Si l’on étudiait attentivement ce qui s’est passé dans le monde depuis que les hommes gardent le souvenir des événements, on découvrirait sans peine que dans tous les pays civilisés, à côté d’un despote qui commande, se reencontre presque toujours um légiste qui régularise et coordonne les volontés arbitraires et incohérentes du premier. À l’amour general et indefini du pouvoir qu’ont les rois, les légistes joignent le goût de la méthode et la science des détails du gouvernement que naturellement ils possèdent. Les premiers savent contraindre momentanément les hommes à obéir; les seconds possèdent l’art de les plier presque volontairement à une obéissance durable. Les uns fournissent la force; les autres, le droit. Ceux-ci marchent au souverain pouvoir par l’arbitraire; ceux-là par la légalité. Au point de section où ils se rencontrent, s’établit um despotisme qui laisse à peine respirer l’humanité; celui qui n’a que l’idée du prince sans celle du légiste ne connaît pas qu’une portion de la tyrannie. Il est nécessaire de songer em même temps aux deux pour concevoir le tout.

Alexis de Tocqueville. État social et politique de la France avant et après 1789. In: Oeuvres complètes, vol. VIII. Paris, 1866, pp. 39 s.

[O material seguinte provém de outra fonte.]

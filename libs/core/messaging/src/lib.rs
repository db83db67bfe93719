//! Broker connectivity for services: pick a backend, connect it with bounded
//! exponential backoff, and keep long-lived consumers alive across
//! disconnects.
//!
//! # Architecture
//!
//! ```text
//! BrokerConfig ──▶ BackendRegistry ──▶ ConnectionManager ──▶ ConnectionHandle
//!  (BROKER_TYPE)    (rabbitmq, sqs,     (retry + backoff)      ├─ consumer()
//!                    kafka, mock)              ▲               └─ publisher()
//!                                              │
//!                     ReconnectSupervisor ─────┘
//!                     (notification channel + callback)
//! ```
//!
//! # Example
//!
//! ```ignore
//! use messaging::{always_reconnect, reconnect_channel, ConnectionManager};
//!
//! let manager = Arc::new(ConnectionManager::from_env()?);
//! let handle = manager.open_connection().await?; // fatal on error
//!
//! let (notifier, receiver) = reconnect_channel(1);
//! start_consumers(&handle, notifier.clone()).await?;
//!
//! let supervisor = always_reconnect(manager, receiver, &notifier, |handle, notifier| {
//!     tokio::spawn(async move { start_consumers(&handle, notifier).await });
//! }, shutdown_rx);
//! ```

mod backends;
mod client;
mod config;
mod error;
mod health;
mod manager;
mod registry;
mod retry;
mod supervisor;
mod wrappers;

pub use backends::{ConnectSpan, KafkaClient, MockClient, SqsClient};
#[cfg(feature = "rabbitmq")]
pub use backends::RabbitMqClient;
pub use client::{
    reconnect_channel, BrokerClient, Delivery, MessageHandler, ReconnectNotifier,
    ReconnectReceiver, WeakReconnectNotifier,
};
pub use config::{
    BrokerConfig, BrokerType, RetryPolicy, DEFAULT_AMQP_URL, DEFAULT_MAX_CONNECTION_RETRIES,
};
pub use error::{BrokerError, BrokerResult, ErrorCategory};
pub use health::{check_health, HealthStatus};
pub use manager::{ConnectionHandle, ConnectionManager, ConnectionState};
pub use registry::{BackendRegistry, ClientFactory};
pub use retry::{retry_with_backoff, RetryAttempt, RetryObserver, SharedObserver, TracingObserver};
pub use supervisor::{always_reconnect, ReconnectCallback, ReconnectSupervisor};
pub use wrappers::{ConsumerClient, PublisherClient};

Em 1836 o insuspeito Alexis de Tocqueville escreveu, em passagem secundária do seu grande ensaio sobre o “Estado social e político da França antes e depois de 1789”, um parágrafo, que tomo como mote para essa breve reflexão. Em português:

“Se nos debruçarmos com atenção sobre o que ocorreu no mundo depois que os homens passaram a conservar a memória dos acontecimentos, descobriremos sem dificuldade que existe em todos os países civilizados, junto ao déspota que comanda, um legista que regulariza e coordena os caprichos arbitrários e incoerentes do primeiro. Ao fascínio geral e indefinido dos reis pelo poder, os legistas acrescentam o gosto pelo método e a ciência dos detalhes de governar, que por natureza possuem. Os primeiros sabem compelir momentaneamente os homens à obediência; os segundos detêm a arte de dobrá-los quase que voluntariamente a uma obediência duradoura. Uns fornecem a força, os outros, o direito. Aqueles acedem ao poder soberano pelo arbítrio; estes, pela legalidade. No ponto de intersecção onde se encontram, instaura-se um despotismo que mal deixa a humanidade respirar; os que concebem o príncipe sem o legista, não conhecem senão uma parte da tirania. Para apreender o todo há que se pensar em ambos.”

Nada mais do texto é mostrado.